On December 1, 2020, the court in Chamber of Commerce v. DHS set aside the DOL regulations and the DHS regulations that were issued without the notice and comment period typically required by the Administrative Procedures Act. We are thrilled about this decision and what it means for our clients. Read on for a summary of the issues at hand and possible next steps!

What was this lawsuit about?

On October 8, 2020, the Department of Labor and Department of Homeland Security each announced rules that significantly affect the H-1B program. Specifically, the DOL rule changes the way in which the DOL calculates the prevailing wage rates. This affects both the H-1B program and the PERM labor certification program. The DHS rule makes several significant changes to the H-1B program including re-defining the term specialty occupation, changing the requirements for the employer-employee relationship, and limiting H-1B validity period to one year for workers placed at third-party client sites.

Both rules were implemented without the notice and comment period that is usually required by the Administrative Procedures Act.
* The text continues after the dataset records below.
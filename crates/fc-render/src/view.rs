//! Pan/zoom view transform.
//!
//! Maps world coordinates (where the simulation positions nodes) to screen
//! coordinates (canvas pixels). Zooming keeps the point under the anchor
//! fixed, the way d3-zoom does.

use crate::paint::{LABEL_OFFSET, NodeShape};
use fc_core::id::NodeId;
use fc_core::{Graph, Viewport};
use kurbo::{Affine, Point, Rect, Vec2};

pub const MIN_SCALE: f64 = 0.1;
pub const MAX_SCALE: f64 = 8.0;
pub const ZOOM_IN_STEP: f64 = 1.3;
pub const ZOOM_OUT_STEP: f64 = 0.7;

/// Wheel delta (pixels) → exponent of 2, as d3-zoom.
const WHEEL_SENSITIVITY: f64 = 0.002;

/// Uniform scale followed by a translation.
#[derive(Debug, Clone, Copy, PartialEq)]
pub struct ViewTransform {
    scale: f64,
    translate: Vec2,
}

impl Default for ViewTransform {
    fn default() -> Self {
        Self {
            scale: 1.0,
            translate: Vec2::ZERO,
        }
    }
}

impl ViewTransform {
    pub fn scale(&self) -> f64 {
        self.scale
    }

    pub fn translation(&self) -> Vec2 {
        self.translate
    }

    /// World → screen.
    pub fn affine(&self) -> Affine {
        Affine::translate(self.translate) * Affine::scale(self.scale)
    }

    pub fn world_to_screen(&self, world: Point) -> Point {
        self.affine() * world
    }

    pub fn screen_to_world(&self, screen: Point) -> Point {
        Point::new(
            (screen.x - self.translate.x) / self.scale,
            (screen.y - self.translate.y) / self.scale,
        )
    }

    /// Multiply the scale by `factor`, clamped to the scale extent, keeping
    /// the world point under `anchor` (screen space) in place.
    pub fn zoom_by(&mut self, factor: f64, anchor: Point) {
        let target = (self.scale * factor).clamp(MIN_SCALE, MAX_SCALE);
        if target == self.scale {
            return;
        }
        let world = self.screen_to_world(anchor);
        self.scale = target;
        self.translate = anchor.to_vec2() - world.to_vec2() * target;
        log::trace!("zoom {:.3} at ({}, {})", self.scale, anchor.x, anchor.y);
    }

    pub fn pan_by(&mut self, delta: Vec2) {
        self.translate += delta;
    }

    pub fn zoom_in(&mut self, viewport: Viewport) {
        self.zoom_by(ZOOM_IN_STEP, viewport_center(viewport));
    }

    pub fn zoom_out(&mut self, viewport: Viewport) {
        self.zoom_by(ZOOM_OUT_STEP, viewport_center(viewport));
    }

    /// Mouse-wheel zoom around the pointer.
    pub fn wheel(&mut self, delta_y: f64, anchor: Point) {
        self.zoom_by((-delta_y * WHEEL_SENSITIVITY).exp2(), anchor);
    }

    /// Scale 1 with the chart's bounding box centred in the viewport.
    pub fn home(&mut self, graph: &Graph, viewport: Viewport) {
        self.scale = 1.0;
        self.translate = match chart_bounds(graph) {
            Some(bounds) => viewport_center(viewport) - bounds.center(),
            None => Vec2::ZERO,
        };
    }
}

fn viewport_center(viewport: Viewport) -> Point {
    Point::new(viewport.width as f64 / 2.0, viewport.height as f64 / 2.0)
}

/// Union of every node outline, in world space.
pub fn chart_bounds(graph: &Graph) -> Option<Rect> {
    graph
        .nodes
        .iter()
        .map(|n| NodeShape::for_node(n).bounding_box())
        .reduce(|a, b| a.union(b))
}

/// Screen position for the label edit overlay of `id`.
pub fn label_anchor(graph: &Graph, view: &ViewTransform, id: NodeId) -> Option<Point> {
    let node = graph.node(id)?;
    let world = Point::new(node.x as f64, node.y as f64) + LABEL_OFFSET;
    Some(view.world_to_screen(world))
}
In this case, the agencies implemented the new regulations without the notice and comment period by invoking the APA’s good cause exception. The question for the court in this particular case was whether the agencies have shown that the impact of the COVID-19 pandemic justified skipping the notice and comment period. Ultimately, the U.S. District Court in California found that the agencies did not show good cause for the good cause exception to skip the notice and comment period. Therefore the Court set aside the rules.

What happens next?

While this is welcome news for us as immigration professionals, the next steps are not yet clear.

  1. It is possible that the government would try to appeal the Court’s decision.
  2. Or it is possible that the government would try to implement new rules following the APA notice and comment period requirements.
  3. At this time, we do not have instructions as to how this decision will be implemented by the agencies, especially the DOL. That is, it’s not clear what will happen with prevailing wage determinations that were issued while the higher wage structure was in place, and it’s not clear as of right now whether DOL will certify LCAs (labor condition applications) with the old wage structure.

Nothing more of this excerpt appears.